Can there be poetry after Netanyahu?

Distance himself from the new Im Tirtzu (“If You Wish”) smear campaign waged against left-wing artists in Israel as he might, Netanyahu and his government are thoroughly complicit with the efforts to brand their political opponents and artists opposed to the status quo as traitors. The tactic is nothing new. It was developed and honed in the months leading up to the assassination of Prime-Minister Yitzhak Rabin in mass right-wing rallies—where Rabin was depicted with Hitler’s moustache and uniform—attended and addressed by Netanyahu. Then, there is the more recent government bill, demanding that the Israeli NGOs, recipients of funding from abroad, make a public declaration to that effect and face strict regulations as a result. Finally, a few days ago, the Israeli Culture and Sports Minister Miri Regev tabled a proposal for a “Loyalty Bill” that would allocate government grants solely to artists supportive of the regime. So, aren’t there good reasons to be skeptical regarding Netanyahu’s comments that he does not view his political opponents as traitors?
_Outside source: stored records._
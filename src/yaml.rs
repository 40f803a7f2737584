use crate::common::{Atom, ObjectIdx, VariableIdx};
use crate::problem::{Condition, Effect, Formula, ProblemBuilder, ProblemContext, SymbolKind};

use anyhow::{anyhow, bail, ensure, Context};
use serde::{Deserialize, Serialize};
use std::collections::{BTreeMap, HashMap};
use std::fs::File;
use std::io::BufReader;

/// Largest number of values a `{ min, max }` domain may span.
pub const MAX_RANGE_LEN: i64 = 1 << 16;

/// A value as written in a problem file: a boolean, an integer or an object name.
#[derive(Debug, Clone, PartialEq, Eq, Serialize, Deserialize)]
#[serde(untagged)]
pub enum ValueYaml {
    Bool(bool),
    Int(ObjectIdx),
    Name(String),
}

#[derive(Debug, Clone, Serialize, Deserialize)]
#[serde(deny_unknown_fields)]
pub struct SymbolYaml {
    pub name: String,
    pub kind: SymbolKind,
}

#[derive(Debug, Clone, Serialize, Deserialize)]
#[serde(untagged)]
pub enum DomainYaml {
    Values(Vec<ValueYaml>),
    Range { min: ObjectIdx, max: ObjectIdx },
}

#[derive(Debug, Clone, Serialize, Deserialize)]
#[serde(deny_unknown_fields)]
pub struct VariableYaml {
    pub symbol: String,
    #[serde(default)]
    pub args: Vec<String>,
    /// Defaults to `[false, true]` for predicates.
    pub domain: Option<DomainYaml>,
}

#[derive(Debug, Clone, Serialize, Deserialize)]
#[serde(deny_unknown_fields)]
pub struct AtomYaml {
    pub var: String,
    pub eq: ValueYaml,
}

#[derive(Debug, Clone, Serialize, Deserialize)]
#[serde(deny_unknown_fields)]
pub struct NotEqualsYaml {
    pub var: String,
    pub ne: ValueYaml,
}

#[derive(Debug, Clone, Serialize, Deserialize)]
#[serde(deny_unknown_fields)]
pub struct AnyOfYaml {
    pub any: Vec<AtomYaml>,
}

/// Each shape rejects unknown keys, so a mapping mixing `eq` and `ne`
/// matches none of them.
#[derive(Debug, Clone, Serialize, Deserialize)]
#[serde(untagged)]
pub enum ConditionYaml {
    Equals(AtomYaml),
    NotEquals(NotEqualsYaml),
    AnyOf(AnyOfYaml),
}

/// Exactly one of `set`, `copy` and `add` must be given.
#[derive(Debug, Clone, Serialize, Deserialize)]
#[serde(deny_unknown_fields)]
pub struct EffectYaml {
    pub var: String,
    #[serde(default)]
    pub when: Vec<ConditionYaml>,
    pub set: Option<ValueYaml>,
    pub copy: Option<String>,
    pub add: Option<ObjectIdx>,
}

#[derive(Debug, Clone, Serialize, Deserialize)]
#[serde(deny_unknown_fields)]
pub struct ActionYaml {
    pub name: String,
    #[serde(default)]
    pub pre: Vec<ConditionYaml>,
    pub effects: Vec<EffectYaml>,
}

/// A grounded problem file.
///
/// Variables are referred to by their canonical name `symbol(arg,...)`, or
/// just `symbol` when nullary. Predicates missing from `init` start false.
#[derive(Debug, Clone, Serialize, Deserialize)]
#[serde(deny_unknown_fields)]
pub struct ProblemYaml {
    #[serde(default)]
    pub objects: Vec<String>,
    pub symbols: Vec<SymbolYaml>,
    pub variables: Vec<VariableYaml>,
    #[serde(default)]
    pub init: BTreeMap<String, ValueYaml>,
    #[serde(default)]
    pub actions: Vec<ActionYaml>,
    pub goal: Vec<ConditionYaml>,
}

/// Name lookups shared by every part of the file.
struct Scope {
    objects: HashMap<String, ObjectIdx>,
    variables: HashMap<String, VariableIdx>,
}

impl Scope {
    fn variable(&self, name: &str) -> anyhow::Result<VariableIdx> {
        self.variables
            .get(name)
            .copied()
            .ok_or_else(|| anyhow!("unknown variable {name}"))
    }

    fn value(&self, value: &ValueYaml) -> anyhow::Result<ObjectIdx> {
        match value {
            ValueYaml::Bool(value) => Ok(ObjectIdx::from(*value)),
            ValueYaml::Int(value) => Ok(*value),
            ValueYaml::Name(name) => self
                .objects
                .get(name)
                .copied()
                .ok_or_else(|| anyhow!("unknown object {name}")),
        }
    }

    fn atom(&self, var: &str, value: &ValueYaml) -> anyhow::Result<Atom> {
        Ok(Atom::new(self.variable(var)?, self.value(value)?))
    }

    fn condition(&self, condition: &ConditionYaml) -> anyhow::Result<Condition> {
        Ok(match condition {
            ConditionYaml::Equals(AtomYaml { var, eq }) => Condition::Equals(self.atom(var, eq)?),
            ConditionYaml::NotEquals(NotEqualsYaml { var, ne }) => Condition::NotEquals(self.atom(var, ne)?),
            ConditionYaml::AnyOf(AnyOfYaml { any }) => Condition::AnyOf(
                any.iter()
                    .map(|atom| self.atom(&atom.var, &atom.eq))
                    .collect::<anyhow::Result<_>>()?,
            ),
        })
    }

    fn conditions(&self, conditions: &[ConditionYaml]) -> anyhow::Result<Vec<Condition>> {
        conditions.iter().map(|condition| self.condition(condition)).collect()
    }

    fn effect(&self, effect: &EffectYaml) -> anyhow::Result<Effect> {
        let variable = self.variable(&effect.var)?;
        let built = match (&effect.set, &effect.copy, effect.add) {
            (Some(value), None, None) => Effect::assign(variable, self.value(value)?),
            (None, Some(source), None) => Effect::copy(variable, self.variable(source)?),
            (None, None, Some(delta)) => Effect::offset(variable, delta),
            _ => bail!("effect on {} needs exactly one of set, copy or add", effect.var),
        };
        Ok(built.when(Formula::new(self.conditions(&effect.when)?)))
    }
}

impl ProblemYaml {
    pub fn from_yaml_str(yaml: &str) -> anyhow::Result<Self> {
        Ok(serde_yaml::from_str(yaml)?)
    }

    pub fn build(&self) -> anyhow::Result<ProblemContext> {
        let mut builder = ProblemBuilder::new();
        let mut scope = Scope {
            objects: HashMap::new(),
            variables: HashMap::new(),
        };
        for object in &self.objects {
            ensure!(!scope.objects.contains_key(object), "object {object} declared twice");
            scope.objects.insert(object.clone(), builder.object(object));
        }

        let mut symbols = HashMap::new();
        for symbol in &self.symbols {
            ensure!(!symbols.contains_key(&symbol.name), "symbol {} declared twice", symbol.name);
            symbols.insert(symbol.name.clone(), (builder.symbol(&symbol.name, symbol.kind), symbol.kind));
        }

        let mut predicates = Vec::new();
        for variable in &self.variables {
            let &(symbol, kind) = symbols
                .get(&variable.symbol)
                .ok_or_else(|| anyhow!("unknown symbol {}", variable.symbol))?;
            let args = variable
                .args
                .iter()
                .map(|arg| scope.value(&ValueYaml::Name(arg.clone())))
                .collect::<anyhow::Result<Vec<_>>>()?;
            let domain = match (&variable.domain, kind) {
                (Some(DomainYaml::Values(values)), _) => values
                    .iter()
                    .map(|value| scope.value(value))
                    .collect::<anyhow::Result<Vec<_>>>()?,
                (Some(DomainYaml::Range { min, max }), _) => {
                    ensure!(min <= max, "empty range {min}..={max} for {}", variable.symbol);
                    ensure!(
                        i64::from(*max) - i64::from(*min) < MAX_RANGE_LEN,
                        "range {min}..={max} for {} spans more than {MAX_RANGE_LEN} values",
                        variable.symbol
                    );
                    (*min..=*max).collect()
                }
                (None, SymbolKind::Predicate) => vec![0, 1],
                (None, SymbolKind::Function) => {
                    bail!("function variable of {} needs a domain", variable.symbol)
                }
            };

            let name = if variable.args.is_empty() {
                variable.symbol.clone()
            } else {
                format!("{}({})", variable.symbol, variable.args.join(","))
            };
            let index = builder.variable(symbol, args, domain);
            if kind == SymbolKind::Predicate {
                predicates.push(index);
            }
            scope.variables.insert(name, index);
        }

        // Closed world for predicates.
        for variable in predicates {
            builder.initial(variable, 0);
        }
        for (name, value) in &self.init {
            let atom = scope
                .atom(name, value)
                .with_context(|| format!("in the initial value of {name}"))?;
            builder.initial(atom.variable, atom.value);
        }

        for action in &self.actions {
            let precondition = scope
                .conditions(&action.pre)
                .with_context(|| format!("in the precondition of {}", action.name))?;
            let effects = action
                .effects
                .iter()
                .map(|effect| scope.effect(effect))
                .collect::<anyhow::Result<Vec<_>>>()
                .with_context(|| format!("in an effect of {}", action.name))?;
            builder.action(&action.name, precondition, effects);
        }

        for condition in scope.conditions(&self.goal).context("in the goal")? {
            builder.goal(condition);
        }
        builder.build()
    }
}

pub fn load_problem(path: &str) -> anyhow::Result<ProblemContext> {
    let file = File::open(path).with_context(|| format!("failed to open problem file {path}"))?;
    let problem: ProblemYaml = serde_yaml::from_reader(BufReader::new(file))
        .with_context(|| format!("failed to parse problem file {path}"))?;
    problem
        .build()
        .with_context(|| format!("invalid problem file {path}"))
}

#[cfg(test)]
mod tests {
    use super::*;
    use crate::common::State;
    use crate::solver::{Budget, BreadthFirstSearch, SearchOutcome, Solver};

    #[test]
    fn test_load_delivery() {
        let problem = load_problem("problems/delivery.yaml").unwrap();
        assert_eq!(problem.variables().len(), 4);
        assert_eq!(problem.variable_by_name("fuel"), Some(2));
        assert_eq!(problem.variable(2).domain, vec![0, 1, 2, 3]);
        // `delivered` is a predicate missing from init.
        assert_eq!(problem.initial_state().value(3), 0);

        let result = BreadthFirstSearch::new(&problem, Budget::unlimited()).solve();
        let SearchOutcome::Solved { plan } = result.outcome else {
            panic!("delivery not solved: {:?}", result.outcome);
        };
        assert_eq!(
            problem.action_names(&plan),
            vec!["drive_depot_market", "load_market", "drive_market_home", "unload"]
        );
    }

    #[test]
    fn test_conditions_and_effects() {
        let yaml = r#"
objects: [a, b]
symbols:
  - { name: at, kind: function }
  - { name: flag, kind: predicate }
  - { name: count, kind: function }
variables:
  - { symbol: at, domain: [a, b] }
  - { symbol: flag }
  - { symbol: count, domain: { min: 0, max: 2 } }
init: { at: a, count: 1 }
actions:
  - name: go
    pre:
      - { var: at, ne: b }
      - any: [{ var: flag, eq: false }, { var: count, eq: 2 }]
    effects:
      - { var: at, set: b }
      - { var: count, add: 1, when: [{ var: flag, eq: false }] }
goal:
  - { var: at, eq: b }
"#;
        let problem = ProblemYaml::from_yaml_str(yaml).unwrap().build().unwrap();
        assert_eq!(problem.initial_state(), &State::new(vec![0, 0, 1]));

        let next = problem.successor(problem.initial_state(), 0).unwrap();
        assert_eq!(next, State::new(vec![1, 0, 2]));
        assert!(problem.is_goal(&next));
        assert!(problem.successor(&next, 0).is_none());
    }

    #[test]
    fn test_unknown_names_are_reported() {
        let yaml = r#"
symbols: [{ name: x, kind: predicate }]
variables: [{ symbol: x }]
goal: [{ var: y, eq: true }]
"#;
        let err = ProblemYaml::from_yaml_str(yaml).unwrap().build().unwrap_err();
        assert!(format!("{err:#}").contains("unknown variable y"));

        let yaml = r#"
symbols: [{ name: f, kind: function }]
variables: [{ symbol: f }]
goal: []
"#;
        assert!(ProblemYaml::from_yaml_str(yaml).unwrap().build().is_err());
    }

    #[test]
    fn test_oversized_range_is_rejected() {
        let yaml = r#"
symbols: [{ name: f, kind: function }]
variables: [{ symbol: f, domain: { min: 0, max: 2147483647 } }]
init: { f: 0 }
goal: []
"#;
        let err = ProblemYaml::from_yaml_str(yaml).unwrap().build().unwrap_err();
        assert!(err.to_string().contains("spans more than"));

        let yaml = r#"
symbols: [{ name: f, kind: function }]
variables: [{ symbol: f, domain: { min: 1, max: 65536 } }]
init: { f: 1 }
goal: []
"#;
        let problem = ProblemYaml::from_yaml_str(yaml).unwrap().build().unwrap();
        assert_eq!(problem.variable(0).domain.len(), 65536);
    }

    #[test]
    fn test_mixed_keys_are_rejected() {
        let header = r#"
symbols: [{ name: x, kind: predicate }]
variables: [{ symbol: x }]
"#;
        let condition = format!("{header}goal: [{{ var: x, eq: true, ne: false }}]\n");
        assert!(ProblemYaml::from_yaml_str(&condition).is_err());

        let atom = format!("{header}goal: [{{ any: [{{ var: x, eq: true, ne: false }}] }}]\n");
        assert!(ProblemYaml::from_yaml_str(&atom).is_err());

        let typo = format!("{header}goal: [{{ var: x, eq: true, when: [] }}]\n");
        assert!(ProblemYaml::from_yaml_str(&typo).is_err());

        let effect = format!(
            "{header}actions: [{{ name: a, effects: [{{ var: x, set: true, add: 1 }}] }}]\ngoal: []\n"
        );
        let err = ProblemYaml::from_yaml_str(&effect).unwrap().build().unwrap_err();
        assert!(format!("{err:#}").contains("exactly one of set, copy or add"));

        let unknown = format!("{header}actions: [{{ name: a, effects: [{{ var: x, put: true }}] }}]\ngoal: []\n");
        assert!(ProblemYaml::from_yaml_str(&unknown).is_err());
    }
}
In the mainstream media, the proposed Israeli legislation has been likened to the McCarthyist witch-hunts in the US of the 1950s. The terms of comparison are quite inevitable in light of the admiration the founder of Im Tirtzu has publically expressed for Senator McCarthy. But we need not travel so far in time to find alarming parallels. It is obvious that the Israeli right is emulating above all Putin’s Russia of the 2010s. Putin, too, considers the Liberal opposition to his “vertical of power” treacherous, and its representatives—the agents of the West, bent on destabilizing the country by undermining its social cohesion, of which he, presumably, is the only guarantor. He, too, has endorsed a law that potentially bans any organization relying on funding from abroad from operating on the territory of the Russian Federation. And he, too, has clamped down on renegade artists, especially in the wake of the international success of Andrey Zvyagintzev’s feature film The Leviathan (2014), partially funded from state coffers and highly critical of the reigning political and economic corruption.

The analogies between the measures being introduced in the two countries are not accidental. Former residents of Post-Soviet states, after all, comprise over twenty percent of Israel’s population. Likewise, the political objectives of Putin and Netanyahu dovetail: colonial expansion of the respective territories they govern is high on the agenda. Both leaders are obsessed with “internal enemies,” the critics whom they deem to be collaborators with the hostile outside forces. At any price, they strive to hold onto a nineteenth-century version of nationalism, outdated virtually everywhere else in the West and based on the construction of a homogeneous political entity.

Among all these similarities, however, we should not overlook some glaring differences to do with the divergent historical contexts of Putin’s and Netanyahu’s rule. The former is an inheritor of Soviet censorship, where the political repression of those artists who did not fall in line with the regime was rife. I am referring not only to the heyday of Stalinism but also to the so-called thaw of Khrushchev’s period, when Joseph Brodsky stood trial for “parasitism” and was condemned for hard labor in Siberia. Along with, before, and after Brodsky, who will later on go on to win the Nobel Prize for Literature, many other Jewish writers and artists suffered at the hands of political authorities they did not please. In Nazi Germany, for instance, Jewish art and thought were labeled degenerate as a stand-in for all the innovative, avant-garde trends of modernism.

In the face of the painful—indeed, tragic—historical experience of Jewish artists, their freedom within the State of Israel should have been sacrosanct. Similarly inviolable in the eyes of the state should have been the artistic freedom and freedom of thought of non-Jewish residents, given the clear resemblance between their position and that of countless diasporic Jews, practitioners of “the creative occupations.” Philosopher and cultural critic Theodor Adorno once said that “[t]o write poetry after Auschwitz is barbaric.” Perhaps. But I also have no doubt that more barbaric still is to persecute certain writers of poetry, novels, drama, music in the name of the state that has emerged “after Auschwitz.”